Os astrônomos ficaram particularmente empolgados em encontrar planetas ao redor de anãs vermelhas, porque essas estrelas são abundantes em todo o Universo. Mas apenas estar na chamada “zona habitável” de tal estrela pode não significar que esses mundos possam hospedar a vida. Planetas que orbitam perto de uma anã vermelha geralmente têm um lado que está em plena luz do dia, enquanto o outro experimenta a noite constante.

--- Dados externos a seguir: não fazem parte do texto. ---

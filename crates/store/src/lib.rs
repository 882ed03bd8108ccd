//! Storage for Mimir: identities, knowledge collections, and the text
//! preparation that feeds them.

pub mod chunking;
pub mod data_mart;
pub mod in_memory;
pub mod naming;
pub mod vector;

#[cfg(feature = "sqlite")]
pub mod sqlite;

pub use chunking::split_text;
pub use data_mart::format_record;
pub use in_memory::{InMemoryIdentityStore, InMemoryKnowledgeIndex};
pub use naming::{personal_collection, role_collection, sanitize_collection_name};
pub use vector::{cosine_similarity, l2_distance, normalize};

#[cfg(feature = "sqlite")]
pub use sqlite::SqliteStore;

E as anãs vermelhas tendem a se intensificar muito, inundando planetas próximos com partículas energéticas. “Eles não vão ser como a Terra, mas o que há de tão interessante é que nós realmente não sabemos o que vamos encontrar”, Sara Seager, cientista planetário do MIT e diretor científico adjunto para TESS, conta a Verge .

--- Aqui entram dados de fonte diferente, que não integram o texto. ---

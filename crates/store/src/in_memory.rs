//! In-memory backends, useful for testing and ephemeral deployments.
//!
//! Both stores shard their records over a `DashMap`, so writers to one
//! identity or one collection never block readers of another. A collection's
//! passages sit behind their own `RwLock`; the map guard is released before
//! that lock is awaited.

use crate::vector;
use async_trait::async_trait;
use dashmap::DashMap;
use mimir_core::error::StoreError;
use mimir_core::identity::{IdentityStore, UserIdentity};
use mimir_core::knowledge::{CollectionStats, KnowledgeIndex, Passage, RetrievalResult};
use std::sync::Arc;
use tokio::sync::RwLock;
use tracing::debug;

/// Identities keyed by user id.
#[derive(Default)]
pub struct InMemoryIdentityStore {
    identities: DashMap<String, UserIdentity>,
}

impl InMemoryIdentityStore {
    pub fn new() -> Self {
        Self::default()
    }
}

#[async_trait]
impl IdentityStore for InMemoryIdentityStore {
    fn name(&self) -> &str {
        "memory"
    }

    async fn upsert(&self, mut identity: UserIdentity) -> Result<UserIdentity, StoreError> {
        if identity.user_id.is_empty() {
            return Err(StoreError::InvalidRecord("user_id is empty".into()));
        }
        identity.reference_embedding = vector::normalize(&identity.reference_embedding);

        let stored = self
            .identities
            .entry(identity.user_id.clone())
            .and_modify(|existing| {
                let created_at = existing.created_at;
                *existing = identity.clone();
                existing.created_at = created_at;
            })
            .or_insert(identity)
            .clone();
        Ok(stored)
    }

    async fn get(&self, user_id: &str) -> Result<Option<UserIdentity>, StoreError> {
        Ok(self.identities.get(user_id).map(|e| e.value().clone()))
    }

    async fn remove(&self, user_id: &str) -> Result<bool, StoreError> {
        Ok(self.identities.remove(user_id).is_some())
    }

    async fn snapshot(&self) -> Result<Vec<UserIdentity>, StoreError> {
        let mut all: Vec<UserIdentity> = self.identities.iter().map(|e| e.value().clone()).collect();
        all.sort_by(|a, b| a.user_id.cmp(&b.user_id));
        Ok(all)
    }

    async fn count(&self) -> Result<usize, StoreError> {
        Ok(self.identities.len())
    }

    async fn clear(&self) -> Result<usize, StoreError> {
        let removed = self.identities.len();
        self.identities.clear();
        Ok(removed)
    }
}

type Collection = Arc<RwLock<Vec<Passage>>>;

/// Passages grouped by collection id.
#[derive(Default)]
pub struct InMemoryKnowledgeIndex {
    collections: DashMap<String, Collection>,
}

impl InMemoryKnowledgeIndex {
    pub fn new() -> Self {
        Self::default()
    }

    fn collection(&self, collection_id: &str) -> Option<Collection> {
        self.collections.get(collection_id).map(|c| Arc::clone(c.value()))
    }
}

fn stats(collection_id: &str, passages: &[Passage]) -> CollectionStats {
    CollectionStats {
        collection_id: collection_id.to_string(),
        passage_count: passages.len(),
        dimension: passages.first().map(|p| p.embedding.len()),
    }
}

#[async_trait]
impl KnowledgeIndex for InMemoryKnowledgeIndex {
    fn name(&self) -> &str {
        "memory"
    }

    async fn search(
        &self,
        collection_id: &str,
        query_embedding: &[f32],
        k: usize,
    ) -> Result<Vec<RetrievalResult>, StoreError> {
        let Some(collection) = self.collection(collection_id) else {
            return Ok(Vec::new());
        };
        let passages = collection.read().await;
        Ok(vector::rank_passages(passages.iter(), query_embedding, k))
    }

    async fn append(&self, collection_id: &str, passages: Vec<Passage>) -> Result<usize, StoreError> {
        if passages.iter().any(|p| p.collection_id != collection_id) {
            return Err(StoreError::InvalidRecord(format!(
                "passage does not belong to collection '{collection_id}'"
            )));
        }
        let collection = Arc::clone(
            self.collections
                .entry(collection_id.to_string())
                .or_default()
                .value(),
        );
        let added = passages.len();
        collection.write().await.extend(passages);
        debug!(collection = collection_id, added, "Appended passages");
        Ok(added)
    }

    async fn delete_collection(&self, collection_id: &str) -> Result<usize, StoreError> {
        match self.collections.remove(collection_id) {
            Some((_, collection)) => Ok(collection.read().await.len()),
            None => Ok(0),
        }
    }

    async fn collection_stats(&self, collection_id: &str) -> Result<Option<CollectionStats>, StoreError> {
        let Some(collection) = self.collection(collection_id) else {
            return Ok(None);
        };
        let passages = collection.read().await;
        Ok(Some(stats(collection_id, &passages)))
    }

    async fn list_collections(&self) -> Result<Vec<CollectionStats>, StoreError> {
        let handles: Vec<(String, Collection)> = self
            .collections
            .iter()
            .map(|e| (e.key().clone(), Arc::clone(e.value())))
            .collect();

        let mut all = Vec::with_capacity(handles.len());
        for (id, collection) in handles {
            let passages = collection.read().await;
            if !passages.is_empty() {
                all.push(stats(&id, &passages));
            }
        }
        all.sort_by(|a, b| a.collection_id.cmp(&b.collection_id));
        Ok(all)
    }
}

Quando o próximo grande observatório espacial da NASA, o Telescópio Espacial James Webb, estiver on-line, os astrônomos poderão observar as atmosferas dos pequenos planetas do tamanho da Terra que a TESS encontra. No entanto, eles terão que esperar um pouco para saber o que está ao seu redor. James Webb não deve ser lançado até 2020, o mais cedo possível , por isso, levaremos alguns anos até aprendermos se esses mundos têm atmosferas que possam suportar a vida.

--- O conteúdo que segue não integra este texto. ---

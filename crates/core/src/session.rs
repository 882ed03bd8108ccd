//! Session credential types.
//!
//! A credential is a signed, time-bounded token. Validity depends only on the
//! signature, the expiry and the server secret; signing lives in
//! `mimir-security`.

use chrono::{DateTime, TimeZone, Utc};
use serde::{Deserialize, Serialize};

/// The signed payload of a session token. Times are unix seconds.
#[derive(Debug, Clone, PartialEq, Eq, Serialize, Deserialize)]
pub struct SessionClaims {
    /// Credential id, used as the revocation key
    pub sid: String,
    /// User id
    pub sub: String,
    pub name: String,
    pub role: String,
    pub iat: i64,
    pub exp: i64,
}

impl SessionClaims {
    /// Expired at or after `exp`.
    pub fn is_expired_at(&self, now: i64) -> bool {
        now >= self.exp
    }

    pub fn issued_at(&self) -> DateTime<Utc> {
        timestamp(self.iat)
    }

    pub fn expires_at(&self) -> DateTime<Utc> {
        timestamp(self.exp)
    }
}

fn timestamp(secs: i64) -> DateTime<Utc> {
    Utc.timestamp_opt(secs, 0).single().unwrap_or_default()
}

/// A freshly issued credential: the opaque token plus its decoded claims.
#[derive(Debug, Clone, Serialize)]
pub struct SessionCredential {
    pub token: String,
    pub session_id: String,
    pub user_id: String,
    pub display_name: String,
    pub role: String,
    pub issued_at: DateTime<Utc>,
    pub expires_at: DateTime<Utc>,
}

impl SessionCredential {
    pub fn from_claims(token: String, claims: &SessionClaims) -> Self {
        Self {
            token,
            session_id: claims.sid.clone(),
            user_id: claims.sub.clone(),
            display_name: claims.name.clone(),
            role: claims.role.clone(),
            issued_at: claims.issued_at(),
            expires_at: claims.expires_at(),
        }
    }
}

/// The outcome of a successful validation.
#[derive(Debug, Clone, PartialEq, Eq, Serialize)]
pub struct AuthenticatedUser {
    pub user_id: String,
    pub display_name: String,
    pub role: String,
    pub session_id: String,
    pub expires_at: DateTime<Utc>,
}

impl From<SessionClaims> for AuthenticatedUser {
    fn from(claims: SessionClaims) -> Self {
        let expires_at = claims.expires_at();
        Self {
            user_id: claims.sub,
            display_name: claims.name,
            role: claims.role,
            session_id: claims.sid,
            expires_at,
        }
    }
}
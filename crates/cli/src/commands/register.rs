//! `mimir register` - Register a face identity from a photo file.

use mimir_gateway::AppState;
use std::path::Path;

pub async fn run(email: &str, name: &str, role: &str, photo: &Path) -> Result<(), Box<dyn std::error::Error>> {
    let config = super::load_config()?;
    let bytes = std::fs::read(photo).map_err(|e| format!("Cannot read {}: {e}", photo.display()))?;

    let state = AppState::from_config(&config).await?;
    match state.auth.register_identity(&bytes, email, name, role).await {
        Ok(identity) => {
            println!("✅ Registered {} ({}) as {}", identity.display_name, identity.user_id, identity.role);
            Ok(())
        }
        Err(e) => Err(format!("Registration failed [{}]: {e}", e.code()).into()),
    }
}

Enquanto isso, Seager diz que está empolgada em encontrar planetas com cerca de duas a três vezes o tamanho da Terra, conhecidos como super-Terras ou mini-Neptunes. Kepler descobriu que esses estranhos planetas intermediários são, na verdade, os mundos mais comuns por aí. Mas sabemos muito pouco sobre o que são feitos e de onde vieram. Quando o TESS encontrar esses mini-Neptunes e suas densidades, os astrônomos poderão fazer observações de acompanhamento com telescopioes no chão para ver o que está em suas atmosferas. “Eles são todos iguais? Eles são todos diferentes? ”Ela pergunta. “Isso nos ajudará a entender como eles se formaram.”

G etting para orbitar

Antes de tudo isso acontecer, no entanto, o TESS precisa entrar em órbita. A sonda está prevista para ser lançada às 6:32 PM ET de Cape Canaveral, Flórida, no topo de um foguete SpaceX Falcon 9 na próxima semana. Se tudo correr bem, a espaçonave deve coletar dados já em junho, o que acontece quando Kepler começa a ficar offline. Como o Kepler fica sem combustível, ele não será capaz de redirecionar sua antena para a Terra para enviar seus dados. Ele também não poderá usar seus motores para permanecer em posição, já que está sendo empurrado pelo vento solar.

Imagem: NASA / MIT
A órbita da TESS.

A TESS não terá esse problema de combustível. A espaçonave estará em uma órbita super elíptica em torno da Terra, que levará a sonda até a distância da Lua. Isso basicamente significa que a TESS estará em uma estranha dança gravitacional com o nosso planeta e a Lua. A órbita, que durará 13,7 dias, nunca foi usada para uma espaçonave antes, mas é incrivelmente estável. Então a TESS não precisa de muito combustível. “Se você ficar um pouco fora, a Lua tende a te levar de volta à órbita na qual você deveria estar”, diz Rinehart. “Esta órbita pode ser estável por mais de 100 anos.”

Chegar a este tipo de órbita é complicado, no entanto. Isso requer muita energia. Mas a TESS tem uma grande vantagem: seu tamanho pequeno. Com um peso de apenas 362 kg, é muito menor do que muitos satélites do tamanho de ônibus que podem pesar muitos milhares de libras. A espaçonave ocupará muito pouco espaço em seu Falcon 9, e isso tornará mais fácil para o foguete conseguir esta espaçonave onde ela precisa ir. “É principalmente espaço vazio lá”, diz Rinehart, referindo-se ao cone do nariz no topo do foguete. “TESS é uma pequena coisa nesta grande carenagem. Somos leves e somos pequenos.

A TESS está programada para fazer ciência por dois anos, quando no espaço, mas os engenheiros já estão planejando como estender a missão da espaçonave. Se assim for, esta minúscula sonda poderia criar um novo índice abrangente de exoplanetas que os astrônomos estudarão nos próximos anos. “As pessoas amam os planetas … e o fato de que eles parecem estar chegando em todos os tamanhos, massas e órbitas”, diz Seager. “Agora, depois da TESS, teremos todo um catálogo desses planetas em uma ordem de prioridade para o acompanhamento”.